Your assignment:
From the entries, copy every line that carries the string "Fill".
Given records section start
use ratatui::{
    layout::{Alignment, Constraint, Direction, Layout, Rect},
    text::{Line, Span},
    widgets::{Block, Borders, Cell, Paragraph, Row, Table, TableState},
    Frame,
};

use wardview_core::models::PatientSummary;
use wardview_core::utils::{format_date, format_value, truncate};

use crate::app::{App, Focus};
use crate::ui::styles;

/// Render the patient list: paged table plus a summary of the selected row.
pub fn render(frame: &mut Frame, app: &App, area: Rect) {
    let chunks = Layout::default()
        .direction(Direction::Horizontal)
        .constraints([Constraint::Percentage(65), Constraint::Percentage(35)])
        .split(area);

    render_patient_table(frame, app, chunks[0]);
    render_patient_summary(frame, app, chunks[1]);
}

/// "Page 2 of 3" style indicator, with the loading flag when a fetch is out.
fn page_indicator(app: &App) -> Line<'static> {
    let list = &app.patients;
    let pages = list.page_count().max(1);
    let mut spans = vec![Span::raw(format!(" Page {} of {} ", list.current_page() + 1, pages))];
    if let Some(pending) = list.pending_page() {
        spans.push(Span::styled(
            format!("- loading page {}... ", pending + 1),
            styles::muted_style(),
        ));
    } else if list.is_loading() {
        spans.push(Span::styled("- loading... ", styles::muted_style()));
    } else if list.state().is_exhausted() && list.total_records() > 0 {
        spans.push(Span::styled("- all loaded ", styles::success_style()));
    }
    Line::from(spans)
}

fn render_patient_table(frame: &mut Frame, app: &App, area: Rect) {
    let list = &app.patients;
    let visible = app.visible_patients();
    let focused = matches!(app.focus, Focus::List);

    let title = match list.filter_term() {
        Some(term) => format!(
            " Patients ({} of {} loaded match \"{}\") ",
            list.filtered().len(),
            list.state().loaded().len(),
            term
        ),
        None => format!(" Patients ({}) ", list.total_records()),
    };

    let block = Block::default()
        .title(title)
        .title_style(styles::title_style())
        .title_bottom(page_indicator(app).alignment(Alignment::Right))
        .borders(Borders::ALL)
        .border_style(styles::border_style(focused));

    if visible.is_empty() {
        frame.render_widget(empty_state(app).block(block), area);
        return;
    }

    let header = Row::new(vec![
        Cell::from("DNI"),
        Cell::from("Name"),
        Cell::from("Age"),
        Cell::from("Date"),
        Cell::from("Time"),
        Cell::from("Location"),
    ])
    .style(styles::title_style())
    .height(1);

    let rows: Vec<Row> = visible
        .iter()
        .enumerate()
        .map(|(i, patient)| {
            let style = if i == app.patient_selection {
                styles::selected_style()
            } else {
                styles::list_item_style()
            };
            Row::new(vec![
                Cell::from(patient.id.clone()),
                Cell::from(truncate(&patient.full_name(), 32)),
                Cell::from(format!("{:>3}", patient.age)),
                Cell::from(format_date(Some(&patient.visit_date))),
                Cell::from(format_value(Some(&patient.visit_time))),
                Cell::from(format_value(Some(&patient.location))),
            ])
            .style(style)
        })
        .collect();

    let widths = [
        Constraint::Length(10),
        Constraint::Fill(3),
        Constraint::Length(4),
        Constraint::Length(11),
        Constraint::Length(6),
        Constraint::Fill(2),
    ];

    let table = Table::new(rows, widths)
        .header(header)
        .block(block)
        .row_highlight_style(styles::selected_style());

    let mut state = TableState::default();
    state.select(Some(app.patient_selection));

    frame.render_stateful_widget(table, area, &mut state);
}

/// What to show when the current page has no rows.
fn empty_state(app: &App) -> Paragraph<'static> {
    let list = &app.patients;

    let lines = if let Some(err) = list.last_error() {
        let mut lines = vec![
            Line::from(""),
            Line::from(Span::styled(format!("  {}", err), styles::error_style())),
            Line::from(""),
        ];
        if err.is_connection_failure() {
            lines.push(Line::from(Span::styled(
                "  Check that the backend is running and reachable.",
                styles::muted_style(),
            )));
        }
        lines.push(Line::from(vec![
            Span::styled("  Press ", styles::muted_style()),
            Span::styled("[r]", styles::key_style()),
            Span::styled(" to retry", styles::muted_style()),
        ]));
        lines
    } else if list.is_loading() {
        vec![Line::from(""), Line::from(Span::styled("  Loading patients...", styles::muted_style()))]
    } else if list.filter_term().is_some() {
        vec![
            Line::from(""),
            Line::from(Span::styled("  No loaded patient matches the filter", styles::muted_style())),
        ]
    } else {
        vec![Line::from(""), Line::from(Span::styled("  No patients", styles::muted_style()))]
    };

    Paragraph::new(lines)
}

fn render_patient_summary(frame: &mut Frame, app: &App, area: Rect) {
    let focused = matches!(app.focus, Focus::Detail);

    let (title, content) = match app.selected_patient() {
        Some(patient) => (format!(" {} ", patient.id), summary_lines(patient)),
        None => (
            " No Patient Selected ".to_string(),
            vec![Line::from(Span::styled(
                "Select a patient from the list",
                styles::muted_style(),
            ))],
        ),
    };

    let block = Block::default()
        .title(title)
        .title_style(styles::title_style())
        .borders(Borders::ALL)
        .border_style(styles::border_style(focused));

    frame.render_widget(Paragraph::new(content).block(block), area);
}

fn summary_lines(patient: &PatientSummary) -> Vec<Line<'static>> {
    let field = |label: &'static str, value: String| {
        Line::from(vec![
            Span::styled(format!("{:<10}", label), styles::muted_style()),
            Span::raw(value),
        ])
    };

    vec![
        Line::from(Span::styled(patient.full_name(), styles::title_style())),
        Line::from(""),
        field("DNI:", patient.id.clone()),
        field("Age:", patient.age.to_string()),
        field("Date:", format_date(Some(&patient.visit_date))),
        field("Time:", format_value(Some(&patient.visit_time))),
        field("Location:", format_value(Some(&patient.location))),
        Line::from(""),
        Line::from(vec![
            Span::styled("Press ", styles::muted_style()),
            Span::styled("Enter", styles::key_style()),
            Span::styled(" to open the clinical record", styles::muted_style()),
        ]),
    ]
}
use ratatui::{
    layout::{Constraint, Direction, Layout, Rect},
    style::Style,
    text::{Line, Span},
    widgets::{Block, Borders, Clear, Paragraph},
    Frame,
};

use wardview_core::routing::Route;

use crate::app::{App, AppState, Tab};

use super::styles;
use super::tabs::{departments, detail, error_page, help, patients, profile};

pub fn render(frame: &mut Frame, app: &App) {
    let chunks = Layout::default()
        .direction(Direction::Vertical)
        .constraints([
            Constraint::Length(3), // Title bar
            Constraint::Length(3), // Tabs
            Constraint::Min(10),   // Main content
            Constraint::Length(2), // Status bar
        ])
        .split(frame.area());

    render_title_bar(frame, app, chunks[0]);
    render_tabs(frame, app, chunks[1]);
    render_main_content(frame, app, chunks[2]);
    render_status_bar(frame, app, chunks[3]);

    // Render overlays
    if matches!(app.state, AppState::ShowingHelp) {
        render_help_overlay(frame);
    }

    if matches!(app.state, AppState::ConfirmingQuit) {
        render_quit_overlay(frame);
    }
}

fn render_title_bar(frame: &mut Frame, app: &App, area: Rect) {
    let title = "  Wardview";
    let user = format!("{}  [?] Help", app.config.profile.name);
    let width = Span::raw(title).width() + Span::raw(user.as_str()).width();

    let title_line = Line::from(vec![
        Span::styled(title, styles::title_style()),
        Span::raw(" ".repeat((area.width as usize).saturating_sub(width + 2))),
        Span::styled(user, styles::muted_style()),
    ]);

    let block = Block::default()
        .borders(Borders::BOTTOM)
        .border_style(styles::muted_style());

    let paragraph = Paragraph::new(title_line).block(block);
    frame.render_widget(paragraph, area);
}

fn render_tabs(frame: &mut Frame, app: &App, area: Rect) {
    let current = app.current_tab();

    let mut spans = vec![Span::raw(" ")];
    for (i, tab) in Tab::ALL.iter().enumerate() {
        if i > 0 {
            spans.push(Span::styled(" | ", styles::muted_style()));
        }
        let label = format!("[{}] {}", i + 1, tab.title());
        spans.push(Span::styled(label, styles::tab_style(current == Some(*tab))));
    }

    // Current path on the right
    let path = app.route().path();
    let used: usize = spans.iter().map(|s| s.width()).sum();
    let padding = (area.width as usize).saturating_sub(used + path.chars().count() + 2);
    spans.push(Span::raw(" ".repeat(padding)));
    spans.push(Span::styled(path, styles::muted_style()));

    let block = Block::default()
        .borders(Borders::BOTTOM)
        .border_style(styles::muted_style());

    let paragraph = Paragraph::new(Line::from(spans)).block(block);
    frame.render_widget(paragraph, area);
}

fn render_main_content(frame: &mut Frame, app: &App, area: Rect) {
    match app.route() {
        Route::Patients => patients::render(frame, app, area),
        Route::PatientDetail(_) => detail::render(frame, app, area),
        Route::Departments => departments::render(frame, app, area),
        Route::Profile => profile::render(frame, app, area),
        Route::Help => help::render(frame, area),
        Route::ErrorPage => error_page::render(frame, app, area),
    }
}

fn render_status_bar(frame: &mut Frame, app: &App, area: Rect) {
    let width = area.width as usize;

    let left = if app.state == AppState::Searching {
        Line::from(vec![
            Span::styled(" Search: ", styles::muted_style()),
            Span::styled(format!("{}▌", app.search_query), styles::search_style()),
        ])
    } else if let Some(ref msg) = app.status_message {
        Line::from(Span::styled(format!(" {} ", msg), styles::error_style()))
    } else if !app.search_query.is_empty() {
        Line::from(Span::styled(
            format!(" Filter: \"{}\" (Esc to clear) ", app.search_query),
            styles::search_style(),
        ))
    } else {
        Line::from(Span::styled(
            format!(" {} ", app.route().title()),
            styles::muted_style(),
        ))
    };

    let shortcuts = match app.route() {
        Route::Patients => "[/]search | [n/p]age | [r]etry | [u]pdate | [q]uit",
        Route::PatientDetail(_) => "[/]search index | [Tab] focus | [Esc] back | [q]uit",
        _ => "[Esc] back | [q]uit",
    };
    let right = format!(" {} ", shortcuts);

    let left_width: usize = left.spans.iter().map(|s| s.width()).sum();
    let padding = width.saturating_sub(left_width).saturating_sub(right.chars().count());

    let mut spans = left.spans;
    spans.push(Span::raw(" ".repeat(padding)));
    spans.push(Span::styled(right, styles::muted_style()));

    let paragraph = Paragraph::new(Line::from(spans)).style(styles::status_bar_style());
    frame.render_widget(paragraph, area);
}

fn render_help_overlay(frame: &mut Frame) {
    let area = centered_rect_fixed(56, 26, frame.area());
    frame.render_widget(Clear, area);

    let mut lines = vec![
        Line::from(Span::styled(
            format!("  Wardview  version {}", env!("CARGO_PKG_VERSION")),
            styles::title_style(),
        )),
        Line::from(""),
    ];
    lines.extend(help::help_lines());
    lines.push(Line::from(""));
    lines.push(Line::from(vec![
        Span::styled("       Press ", styles::muted_style()),
        Span::styled("?", styles::key_style()),
        Span::styled(" or ", styles::muted_style()),
        Span::styled("Esc", styles::key_style()),
        Span::styled(" to close", styles::muted_style()),
    ]));

    let block = Block::default()
        .borders(Borders::ALL)
        .border_style(styles::border_style(true))
        .style(Style::default());

    frame.render_widget(Paragraph::new(lines).block(block), area);
}

/// Create a centered rectangle with fixed dimensions
pub fn centered_rect_fixed(width: u16, height: u16, r: Rect) -> Rect {
    let x = r.x + (r.width.saturating_sub(width)) / 2;
    let y = r.y + (r.height.saturating_sub(height)) / 2;
    Rect::new(x, y, width.min(r.width), height.min(r.height))
}

fn render_quit_overlay(frame: &mut Frame) {
    let area = centered_rect_fixed(42, 7, frame.area());
    frame.render_widget(Clear, area);

    let lines = vec![
        Line::from(""),
        Line::from(Span::styled(
            "   Are you sure you want to quit?",
            styles::heading_style(),
        )),
        Line::from(""),
        Line::from(vec![
            Span::styled("   Press ", styles::muted_style()),
            Span::styled("[Y]", styles::key_style()),
            Span::styled(" to quit, ", styles::muted_style()),
            Span::styled("[N]", styles::key_style()),
            Span::styled(" to cancel", styles::muted_style()),
        ]),
    ];

    let block = Block::default()
        .borders(Borders::ALL)
        .border_style(styles::border_style(true))
        .style(Style::default());

    frame.render_widget(Paragraph::new(lines).block(block), area);
}

#[cfg(test)]
mod tests {
    use super::*;

    #[test]
    fn test_centered_rect_fixed() {
        let outer = Rect::new(0, 0, 100, 40);
        assert_eq!(centered_rect_fixed(40, 10, outer), Rect::new(30, 15, 40, 10));
    }

    #[test]
    fn test_centered_rect_fixed_clamps_to_area() {
        let outer = Rect::new(5, 5, 20, 6);
        assert_eq!(centered_rect_fixed(40, 10, outer), Rect::new(5, 5, 20, 6));
    }
}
Given records section end
Answer:
        Constraint::Fill(3),
        Constraint::Fill(2),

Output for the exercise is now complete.